What advances monsoon onset over India?

Bidyut Bikash Goswami and Caroline Muller

Abstract. In the monsoon regions, atmospheric convection is typically stronger over the oceans than over land. Rainfall over land is potentially affected by the dynamic response of the atmosphere to deep convection over the adjacent oceans. Here, we show, in the case of the Indian summer monsoon, that enhanced atmospheric deep convection over the Bay of Bengal ∼2 weeks before onset, advances monsoon onset over India. Since the sea surface temperature of the Bay of Bengal is already hot during spring, warm anomalies further enhance convection that drives a convergence of low-level winds. A part of this circulation response blows from central India to the Bay of Bengal. It paves the way for monsoon circulation over India and advances the onset of monsoon. We tested this hypothesis using an atmospheric model forcing it by warm sea surface temperature anomalies over the Bay of Bengal 10–15 days before monsoon onset. Although the experiments with warm sea surface temperature anomalies over the Bay of Bengal does not reproduce earlier onset, which we attribute to uncertainties linked to the parameterization of convection, it does show a circulation response consistent with our hypothesis.
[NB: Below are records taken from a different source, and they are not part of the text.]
#[cfg(test)]
mod tests {
    use super::*;
    use crate::acceptor::{payload_queue, InboundPayload, PayloadSender};
    use lightsync_codec::{HostCall, MockHost};
    use lightsync_port::{HostError, LightKind, LinearColor, Mobility, Rotator, Vec3};

    fn engine(policy: ReconcilePolicy) -> (SyncEngine<MockHost>, PayloadSender) {
        let (tx, rx) = payload_queue();
        let engine = SyncEngine::new(
            MockHost::new(),
            rx,
            CoordinateProfile::WIRE_CENTIMETERS,
            policy,
        );
        (engine, tx)
    }

    fn send(tx: &PayloadSender, text: &str) {
        tx.send(InboundPayload {
            peer: "127.0.0.1:40000".parse().unwrap(),
            text: text.to_owned(),
        })
        .unwrap();
    }

    const TWO_LIGHTS: &str = r#"{
        "event": "add",
        "lightCount": 2,
        "lights": [
            {"type": "Point", "location": {"x": 10, "y": 20, "z": 30},
             "rotation": {"pitch": 0, "yaw": 0, "roll": 0},
             "intensity": 2, "color": {"r": 255, "g": 0, "b": 128}},
            {"type": "Directional", "location": {"x": 0, "y": 0, "z": 0},
             "direction": {"x": 0, "y": 0, "z": -1},
             "intensity": 3, "color": {"r": 255, "g": 255, "b": 255}}
        ]
    }"#;

    fn keyed(ids: &[(&str, &str, f32)]) -> String {
        let lights: Vec<String> = ids
            .iter()
            .map(|(id, kind, x)| {
                format!(
                    r#"{{"id": "{id}", "type": "{kind}", "location": {{"x": {x}, "y": 0, "z": 0}},
                        "intensity": 1, "color": {{"r": 1, "g": 2, "b": 3}}}}"#
                )
            })
            .collect();
        format!(
            r#"{{"event": "modify", "lightCount": {}, "lights": [{}]}}"#,
            ids.len(),
            lights.join(",")
        )
    }

    #[test]
    fn batch_materializes_scaled_lights() {
        let (mut engine, tx) = engine(ReconcilePolicy::FullReplace);
        send(&tx, TWO_LIGHTS);
        let report = engine.drain_and_apply();
        assert_eq!(report.payloads, 1);
        assert_eq!(report.applied, 1);
        assert_eq!(report.lights.created, 2);

        let lights = engine.host().lights_in_order();
        assert_eq!(lights[0].kind, LightKind::Point);
        assert_eq!(lights[0].intensity, 2000.0);
        assert_eq!(lights[0].location, Vec3::new(2.0, 1.0, 3.0));
        assert!((lights[0].color.b - 128.0 / 255.0).abs() < 1e-6);
        assert_eq!(lights[1].kind, LightKind::Directional);
        assert_eq!(lights[1].intensity, 30.0);
        assert!((lights[1].rotation.pitch + 90.0).abs() < 1e-4);
    }

    #[test]
    fn same_batch_twice_is_idempotent() {
        let (mut engine, tx) = engine(ReconcilePolicy::FullReplace);
        send(&tx, TWO_LIGHTS);
        engine.drain_and_apply();
        let first: Vec<_> = engine.host().lights_in_order().into_iter().cloned().collect();

        send(&tx, TWO_LIGHTS);
        let report = engine.drain_and_apply();
        let second: Vec<_> = engine.host().lights_in_order().into_iter().cloned().collect();

        assert_eq!(report.lights.destroyed, 2);
        assert_eq!(report.lights.created, 2);
        assert_eq!(first, second);
        assert_eq!(engine.materialized().len(), 2);
    }

    #[test]
    fn count_mismatch_rejects_whole_batch() {
        let (mut engine, tx) = engine(ReconcilePolicy::FullReplace);
        let text = r#"{"event": "add", "lightCount": 3, "lights": [
            {"type": "Point", "location": {"x": 1, "y": 1, "z": 1}, "intensity": 1,
             "color": {"r": 0, "g": 0, "b": 0}},
            {"type": "Point", "location": {"x": 2, "y": 2, "z": 2}, "intensity": 1,
             "color": {"r": 0, "g": 0, "b": 0}},
            {"type": "Point", "location": {"x": 3, "y": 3}, "intensity": 1,
             "color": {"r": 0, "g": 0, "b": 0}}
        ]}"#;
        send(&tx, text);
        let report = engine.drain_and_apply();
        assert_eq!(report.rejected, 1);
        assert_eq!(engine.host().light_count(), 0);
        assert!(engine.host().calls.is_empty());
    }

    #[test]
    fn rejected_batch_keeps_prior_scene() {
        let (mut engine, tx) = engine(ReconcilePolicy::FullReplace);
        send(&tx, TWO_LIGHTS);
        send(&tx, "{not json");
        let report = engine.drain_and_apply();
        assert_eq!(report.payloads, 2);
        assert_eq!(report.applied, 1);
        assert_eq!(report.rejected, 1);
        assert_eq!(engine.host().light_count(), 2);
    }

    #[test]
    fn unknown_type_is_skipped_but_siblings_apply() {
        let (mut engine, tx) = engine(ReconcilePolicy::FullReplace);
        let text = r#"{"event": "add", "lightCount": 2, "lights": [
            {"type": "Ambient", "location": {"x": 1, "y": 1, "z": 1}, "intensity": 1,
             "color": {"r": 0, "g": 0, "b": 0}},
            {"type": "Spot", "location": {"x": 2, "y": 2, "z": 2}, "intensity": 1,
             "color": {"r": 0, "g": 0, "b": 0},
             "spotLight": {"innerAngle": 10, "outerAngle": 30}}
        ]}"#;
        send(&tx, text);
        let report = engine.drain_and_apply();
        assert_eq!(report.applied, 1);
        assert_eq!(engine.host().light_count(), 1);
        assert_eq!(engine.host().lights_in_order()[0].cone, Some((10.0, 30.0)));
    }

    #[test]
    fn host_refusal_skips_only_that_light() {
        let (mut engine, tx) = engine(ReconcilePolicy::FullReplace);
        engine.host_mut().refuse_spawns_of(LightKind::Point);
        send(&tx, TWO_LIGHTS);
        let report = engine.drain_and_apply();
        assert_eq!(report.lights.skipped, 1);
        assert_eq!(report.lights.created, 1);
        assert_eq!(engine.materialized()[0].record.kind, LightKind::Directional);
    }

    #[test]
    fn payloads_apply_in_enqueue_order() {
        let (mut engine, tx) = engine(ReconcilePolicy::FullReplace);
        send(&tx, &keyed(&[("b", "Spot", 1.0)]));
        send(&tx, &keyed(&[("a", "Point", 2.0), ("c", "Point", 3.0)]));
        engine.drain_and_apply();
        // The later payload wins.
        assert_eq!(engine.materialized().len(), 2);
        assert_eq!(engine.materialized()[0].record.identity.as_deref(), Some("a"));
    }

    #[test]
    fn legacy_text_full_replaces_with_legacy_scale() {
        let (mut engine, tx) = engine(ReconcilePolicy::FullReplace);
        send(&tx, TWO_LIGHTS);
        engine.drain_and_apply();

        let text = "# exported\n\
                    Spot (10,20,30) (0°,90°,0°) 2.5 RGB(255,255,255) 15° 45°\n\
                    \n\
                    Area (1,1,1) (0,0,0) 1 RGB(0,0,0)\n";
        let report = engine.apply_legacy_text(text);
        assert_eq!(report.lines, 2);
        assert_eq!(report.rejected_lines, 1);
        assert_eq!(report.lights.destroyed, 2);
        assert_eq!(report.lights.created, 1);

        let spot = engine.host().lights_in_order()[0].clone();
        assert_eq!(spot.kind, LightKind::Spot);
        assert_eq!(spot.intensity, 2500.0);
        assert_eq!(spot.cone, Some((15.0, 45.0)));
        assert_eq!(spot.location, Vec3::new(1.0, 2.0, 3.0));
    }

    #[test]
    fn unreadable_legacy_file_leaves_scene() {
        let (mut engine, tx) = engine(ReconcilePolicy::FullReplace);
        send(&tx, TWO_LIGHTS);
        engine.drain_and_apply();
        let dir = tempfile::tempdir().unwrap();
        let err = engine
            .apply_legacy_file(&dir.path().join("missing.txt"))
            .unwrap_err();
        assert!(matches!(err, LegacyImportError::Read { .. }));
        assert_eq!(engine.host().light_count(), 2);
    }

    #[test]
    fn legacy_file_with_bom_and_crlf_imports() {
        let (mut engine, _tx) = engine(ReconcilePolicy::FullReplace);
        let dir = tempfile::tempdir().unwrap();
        let path = dir.path().join("lights.txt");
        std::fs::write(
            &path,
            b"\xEF\xBB\xBFPoint (10,0,0) (0,0,0) 1 RGB(255,0,0)\r\n\
              Directional (0,0,0) (-45,0,0) 3 RGB(255,255,255)\r\n",
        )
        .unwrap();

        let report = engine.apply_legacy_file(&path).unwrap();
        assert_eq!(report.lines, 2);
        assert_eq!(report.rejected_lines, 0);
        assert_eq!(report.lights.created, 2);
        assert_eq!(engine.materialized()[0].record.kind, LightKind::Point);
    }

    #[test]
    fn legacy_file_with_latin1_degrees_imports() {
        let (mut engine, _tx) = engine(ReconcilePolicy::FullReplace);
        let dir = tempfile::tempdir().unwrap();
        let path = dir.path().join("ansi.txt");
        let mut bytes = b"Point (1,2,3) (0\xB0,90\xB0,0\xB0) 1 RGB(0,0,0)\n".to_vec();
        bytes.extend_from_slice(b"Spot (10,20,30) (0,0,0) 2 RGB(1,1,1) 15\xB0 45\xB0\n");
        bytes.extend_from_slice(b"Directional (0,0,0) (-45\xB0,0,0) 3 RGB(9,9,9)\n");
        std::fs::write(&path, bytes).unwrap();

        let report = engine.apply_legacy_file(&path).unwrap();
        assert_eq!(report.lines, 3);
        assert_eq!(report.rejected_lines, 0);
        assert_eq!(report.lights.created, 3);
        let lights = engine.host().lights_in_order();
        assert!((lights[0].rotation.yaw - 90.0).abs() < 1e-4);
        assert_eq!(lights[1].cone, Some((15.0, 45.0)));
    }

    /// Host that enqueues another payload every time a light is spawned.
    struct RequeueingHost {
        inner: MockHost,
        requeue: PayloadSender,
    }

    impl LightHost for RequeueingHost {
        fn spawn_light(
            &mut self,
            kind: LightKind,
            location: Vec3,
            rotation: Rotator,
        ) -> Result<HostHandle, HostError> {
            send(&self.requeue, TWO_LIGHTS);
            self.inner.spawn_light(kind, location, rotation)
        }

        fn set_location(&mut self, handle: HostHandle, location: Vec3) -> Result<(), HostError> {
            self.inner.set_location(handle, location)
        }

        fn set_rotation(&mut self, handle: HostHandle, rotation: Rotator) -> Result<(), HostError> {
            self.inner.set_rotation(handle, rotation)
        }

        fn set_intensity(&mut self, handle: HostHandle, intensity: f32) -> Result<(), HostError> {
            self.inner.set_intensity(handle, intensity)
        }

        fn set_color(&mut self, handle: HostHandle, color: LinearColor) -> Result<(), HostError> {
            self.inner.set_color(handle, color)
        }

        fn set_mobility(
            &mut self,
            handle: HostHandle,
            mobility: Mobility,
        ) -> Result<(), HostError> {
            self.inner.set_mobility(handle, mobility)
        }

        fn set_cone_angles(
            &mut self,
            handle: HostHandle,
            inner_deg: f32,
            outer_deg: f32,
        ) -> Result<(), HostError> {
            self.inner.set_cone_angles(handle, inner_deg, outer_deg)
        }

        fn destroy_light(&mut self, handle: HostHandle) -> Result<(), HostError> {
            self.inner.destroy_light(handle)
        }
    }

    #[test]
    fn payloads_queued_during_drain_wait_for_next_tick() {
        let (tx, rx) = payload_queue();
        let host = RequeueingHost {
            inner: MockHost::new(),
            requeue: tx.clone(),
        };
        let mut engine = SyncEngine::new(
            host,
            rx,
            CoordinateProfile::WIRE_CENTIMETERS,
            ReconcilePolicy::FullReplace,
        );
        send(&tx, TWO_LIGHTS);
        send(&tx, TWO_LIGHTS);

        let first = engine.drain_and_apply();
        assert_eq!(first.payloads, 2);
        assert_eq!(first.applied, 2);
        assert_eq!(engine.inbox.len(), 4);

        let second = engine.drain_and_apply();
        assert_eq!(second.payloads, 4);
        assert_eq!(engine.host().inner.light_count(), 2);
    }

    #[test]
    fn keyed_diff_updates_survivors_in_place() {
        let (mut engine, tx) = engine(ReconcilePolicy::KeyedDiff);
        send(&tx, &keyed(&[("a", "Point", 1.0), ("b", "Spot", 2.0), ("c", "Point", 3.0)]));
        engine.drain_and_apply();
        let handle_a = engine.materialized()[0].handle;
        engine.host_mut().clear_calls();

        send(&tx, &keyed(&[("a", "Point", 9.0), ("b", "Point", 2.0), ("d", "Point", 4.0)]));
        let report = engine.drain_and_apply().lights;
        assert_eq!(report.updated, 1);
        assert_eq!(report.created, 2);
        assert_eq!(report.destroyed, 2);
        assert_eq!(engine.materialized()[0].handle, handle_a);
        assert!(engine.host().calls.contains(&HostCall::SetLocation(handle_a)));

        let ids: Vec<_> = engine
            .materialized()
            .iter()
            .map(|m| m.record.identity.clone().unwrap())
            .collect();
        assert_eq!(ids, ["a", "b", "d"]);
        assert_eq!(engine.host().light_count(), 3);
    }

    #[test]
    fn keyed_diff_leaves_identical_lights_alone() {
        let (mut engine, tx) = engine(ReconcilePolicy::KeyedDiff);
        let text = keyed(&[("a", "Point", 1.0), ("b", "Spot", 2.0)]);
        send(&tx, &text);
        engine.drain_and_apply();
        engine.host_mut().clear_calls();

        send(&tx, &text);
        let report = engine.drain_and_apply().lights;
        assert_eq!(report.unchanged, 2);
        assert!(engine.host().calls.is_empty());
    }

    #[test]
    fn keyed_diff_matches_full_replace_end_state() {
        let first = keyed(&[("a", "Point", 1.0), ("b", "Spot", 2.0)]);
        let second = keyed(&[("b", "Spot", 5.0), ("e", "Directional", 6.0)]);

        let mut scenes = Vec::new();
        for policy in [ReconcilePolicy::FullReplace, ReconcilePolicy::KeyedDiff] {
            let (mut engine, tx) = engine(policy);
            send(&tx, &first);
            send(&tx, &second);
            engine.drain_and_apply();
            let scene: Vec<_> = engine
                .materialized()
                .iter()
                .map(|m| {
                    let light = engine.host().get_light(m.handle).unwrap().clone();
                    (m.record.clone(), light)
                })
                .collect();
            scenes.push(scene);
        }
        assert_eq!(scenes[0], scenes[1]);
    }

    #[test]
    fn keyed_diff_falls_back_without_unique_ids() {
        let (mut engine, tx) = engine(ReconcilePolicy::KeyedDiff);
        send(&tx, &keyed(&[("a", "Point", 1.0)]));
        send(&tx, &keyed(&[("a", "Point", 1.0), ("a", "Point", 2.0)]));
        let report = engine.drain_and_apply().lights;
        assert_eq!(report.created, 3);
        assert_eq!(report.destroyed, 1);
        assert_eq!(report.unchanged, 0);
        assert_eq!(engine.host().light_count(), 2);
    }

    #[test]
    fn clear_is_idempotent() {
        let (mut engine, tx) = engine(ReconcilePolicy::FullReplace);
        send(&tx, TWO_LIGHTS);
        engine.drain_and_apply();
        assert_eq!(engine.clear(), 2);
        assert_eq!(engine.clear(), 0);
        assert!(engine.materialized().is_empty());
    }

    #[test]
    fn empty_queue_is_a_no_op() {
        let (mut engine, tx) = engine(ReconcilePolicy::FullReplace);
        assert_eq!(engine.drain_and_apply(), DrainReport::default());
        drop(tx);
        assert_eq!(engine.drain_and_apply(), DrainReport::default());
    }
}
Received: 24 Oct 2024 – Discussion started: 25 Nov 2024

Bidyut Bikash Goswami and Caroline Muller

Status: final response (author comments only)

RC1:
'Comment on egusphere-2024-3322', Anonymous Referee #1, 20 Feb 2025
The paper examines an interesting phenomenon of warming in the north Bay of Bengal region about 10-15 days prior to Indian summer monsoon rainfall onset and the authors have discussed the possible atmospheric forcing and response to the warming and its impact on monsoon onset. The manuscript is well written and the idea is interesting. I recommend that the manuscript be accepted pending some minor changes and improvements. Following are my detailed comments:

The introduction section needs to focus only on the literature review without mixing it with the explanation of the hypothesis and the methodology used for conducting this study. There can be a separate paragraph for explaining the rationale of the study.

Line 30: How does preparation of composites suppress interannual variability? The authors need to explain this.
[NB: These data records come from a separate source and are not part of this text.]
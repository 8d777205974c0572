// SPDX-License-Identifier: Apache-2.0
// © James Ross Ω FLYING•ROBOTS <https://github.com/flyingrobots>
//! Scene host port contract for light synchronization.
//!
//! This crate defines the light records a CAD sender describes and the
//! contract between the reconciliation engine and the host 3D scene.
//! It contains NO serialization logic; that lives in lightsync-codec.
//!
//! # Design Principles
//!
//! - **Hosts are dumb**: they spawn, move, recolor, and destroy lights. No diffing.
//! - **Sender units stay in records**: [`LightRecord`] keeps the sender's
//!   convention; [`CoordinateProfile`] converts at materialization time.
//! - **Scene thread only**: every [`LightHost`] call happens on the thread
//!   that owns the scene.

use thiserror::Error;

/// Error type for host scene operations.
#[derive(Debug, Clone, PartialEq, Eq, Error)]
pub enum HostError {
    /// The host declined to create the light (no world, spawn collision, etc.).
    #[error("host refused to spawn {0} light")]
    Refused(LightKind),
    /// The handle does not name a live light in the host scene.
    #[error("unknown light handle {0}")]
    UnknownHandle(HostHandle),
    /// A backend-specific error occurred.
    #[error("backend error: {0}")]
    Backend(String),
}

mod convert;
mod port;
mod types;

pub use convert::{direction_to_rotator, rgb8_to_linear, CoordinateProfile};
pub use port::{HostHandle, LightHost, Mobility};
pub use types::{
    DroppedLight, LightEventBatch, LightKind, LightRecord, LinearColor, Orientation, Rgb8,
    Rotator, SpotCone, UnsupportedLight, Vec3,
};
In figure 2: Were the onset dates cross verified with IMD onset dates? Is there any discrepancy?

Line 34: Can the authors point to any specific index that seems to have arbitrary thresholds?

Lines 173-175: How can a cold atmospheric column carry higher relative humidity? Or is that a typo. It needs to be corrected.

The experiments using CAM model seems to add very little to the explanation of the dynamics of the phenomenon discussed in the paper. Is the idea of the paper to understand the dynamics of early and late onset features or to test the fidelity of the model? This needs clarification.
Citation: https://doi.org/10.5194/egusphere-2024-3322-RC1
- AC1: 'Reply on RC1', Bidyut Bikash Goswami, 15 Sep 2025
  
  Please find the reply in the enclosed PDF.
  
  Citation: https://doi.org/10.5194/egusphere-2024-3322-AC1
RC2:
'Comment on egusphere-2024-3322', Anonymous Referee #2, 19 Aug 2025
The paper discusses the influence of sea surface temperature (SST) in the Bay of Bengal on the timing of the Indian monsoon onset. While I agree that SST in the Bay of Bengal is an important factor in determining onset timing, I recommend that the paper, in its present form, be rejected. Below are my major concerns:
The authors completely neglect the role of atmospheric dynamics, such as intraseasonal oscillations, equatorial waves, and atmosphere–ocean coupling. The influence of the Madden-Julian Oscillation (MJO) phase on monsoon variability and onset has been discussed in many papers (see references below). MJO convection arriving over the Indian Ocean in late May can propagate northward, triggering the onset. On the other hand, dry intraseasonal conditions in late May can delay the onset. While SST anomalies in the Bay of Bengal can influence the northward propagation of convection, these SST anomalies are not independent of atmospheric circulation; rather, they are often responses to intraseasonal oscillations or tropical cyclones developing in early May. While I understand that the authors focus on the impact of SST, the role of atmospheric dynamics must be discussed. At a minimum, the MJO phase should be included in the analysis.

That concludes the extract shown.